:: THE DATA ::

/// Centralized error types for the data loader
use chrono::{DateTime, Utc};
use std::time::Duration;
use thiserror::Error;

use crate::types::Field;

/// Why a series was rejected by the validator
#[derive(Error, Debug, Clone, PartialEq)]
pub enum ValidationFailure {
    #[error("series is empty")]
    Empty,

    #[error("missing required field: {0}")]
    MissingField(&'static str),

    #[error("missing {field} value at bar {index}")]
    MissingValue { index: usize, field: Field },

    #[error("negative {field} value {value} at bar {index}")]
    NegativeValue { index: usize, field: Field, value: f64 },

    #[error("duplicate timestamp {0}")]
    DuplicateTimestamp(DateTime<Utc>),

    #[error("timestamp {current} does not follow {previous}")]
    Unordered {
        previous: DateTime<Utc>,
        current: DateTime<Utc>,
    },

    #[error("non-numeric {field} value at bar {index}")]
    NonNumeric { index: usize, field: Field },

    #[error("timestamp {timestamp} outside [{start}, {end})")]
    OutOfRange {
        timestamp: DateTime<Utc>,
        start: DateTime<Utc>,
        end: DateTime<Utc>,
    },

    #[error("{0}")]
    Malformed(String),
}

/// Cache read/write failures. Never conflated with "not cached".
#[derive(Error, Debug)]
pub enum CacheError {
    #[error("cache I/O failed for {path}: {source}")]
    Io {
        path: String,
        #[source]
        source: std::io::Error,
    },

    #[error("cache codec failed for {path}: {source}")]
    Codec {
        path: String,
        #[source]
        source: serde_json::Error,
    },

    #[error("corrupt cache entry {path}: {reason}")]
    Corrupt { path: String, reason: String },

    #[error("cache entry {path} belongs to {found}, expected {expected}")]
    KeyMismatch {
        path: String,
        expected: String,
        found: String,
    },
}

#[derive(Error, Debug)]
pub enum DataLoaderError {
    // Provider Errors
    #[error("Network error: {0}")]
    Network(String),

    #[error("HTTP request failed: {0}")]
    Http(#[from] reqwest::Error),

    // Data Errors
    #[error("Data validation failed for {symbol}: {reason}")]
    DataValidation {
        symbol: String,
        reason: ValidationFailure,
    },

    // Cache Errors
    #[error("Cache error: {0}")]
    Cache(#[from] CacheError),

    // Batch Errors
    #[error("No symbols configured")]
    NoSymbolsConfigured,

    #[error("No valid data loaded for any of {requested} symbols")]
    NoValidData { requested: usize },

    // Task Errors
    #[error("Acquisition timed out for {symbol} after {}ms", .limit.as_millis())]
    Timeout { symbol: String, limit: Duration },

    #[error("Acquisition task for {symbol} failed: {message}")]
    TaskFailed { symbol: String, message: String },

    // Configuration Errors
    #[error("Configuration error: {0}")]
    Config(String),

    // File I/O Errors
    #[error("File I/O error: {0}")]
    File(#[from] std::io::Error),

    #[error("Serialization error: {0}")]
    Serialization(#[from] serde_json::Error),
}

pub type Result<T> = std::result::Result<T, DataLoaderError>;

impl DataLoaderError {
    pub fn validation(symbol: &str, reason: ValidationFailure) -> Self {
        DataLoaderError::DataValidation {
            symbol: symbol.to_string(),
            reason,
        }
    }

    /// Transport-level faults; a later run may succeed
    pub fn is_recoverable(&self) -> bool {
        matches!(
            self,
            DataLoaderError::Network(_)
                | DataLoaderError::Http(_)
                | DataLoaderError::Timeout { .. }
                | DataLoaderError::Cache(_)
        )
    }

    /// True for errors raised by the provider boundary
    pub fn is_network(&self) -> bool {
        matches!(self, DataLoaderError::Network(_) | DataLoaderError::Http(_))
    }

    /// Get error code for logging/monitoring
    pub fn error_code(&self) -> &str {
        match self {
            DataLoaderError::Network(_) => "NET_001",
            DataLoaderError::Http(_) => "NET_002",
            DataLoaderError::DataValidation { .. } => "DATA_001",
            DataLoaderError::Cache(_) => "CACHE_001",
            DataLoaderError::NoSymbolsConfigured => "BATCH_001",
            DataLoaderError::NoValidData { .. } => "BATCH_002",
            DataLoaderError::Timeout { .. } => "TASK_001",
            DataLoaderError::TaskFailed { .. } => "TASK_002",
            DataLoaderError::Config(_) => "CFG_001",
            DataLoaderError::File(_) => "FILE_001",
            DataLoaderError::Serialization(_) => "SER_001",
        }
    }
}

#[cfg(test)]
mod tests {
    use super::*;

    #[test]
    fn test_error_classification() {
        let net = DataLoaderError::Network("connection reset".to_string());
        assert!(net.is_network());
        assert!(net.is_recoverable());
        assert_eq!(net.error_code(), "NET_001");

        let invalid = DataLoaderError::validation("BTCUSDT", ValidationFailure::Empty);
        assert!(!invalid.is_network());
        assert!(!invalid.is_recoverable());
        assert_eq!(
            invalid.to_string(),
            "Data validation failed for BTCUSDT: series is empty"
        );

        let timeout = DataLoaderError::Timeout {
            symbol: "ETHBTC".to_string(),
            limit: Duration::from_millis(250),
        };
        assert_eq!(timeout.to_string(), "Acquisition timed out for ETHBTC after 250ms");
        assert_eq!(timeout.error_code(), "TASK_001");

        let none = DataLoaderError::NoValidData { requested: 3 };
        assert_eq!(none.error_code(), "BATCH_002");
    }

    #[test]
    fn test_cache_error_wraps() {
        let err: DataLoaderError = CacheError::Corrupt {
            path: "x.json.gz".to_string(),
            reason: "digest mismatch".to_string(),
        }
        .into();
        assert_eq!(err.error_code(), "CACHE_001");
    }
}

:::

== WHAT IS REQUIRED ==
Every line in the records above with the string "found" in it should be shown.

== WRITTEN SOLUTION ==
    #[error("cache entry {path} belongs to {found}, expected {expected}")]
        found: String,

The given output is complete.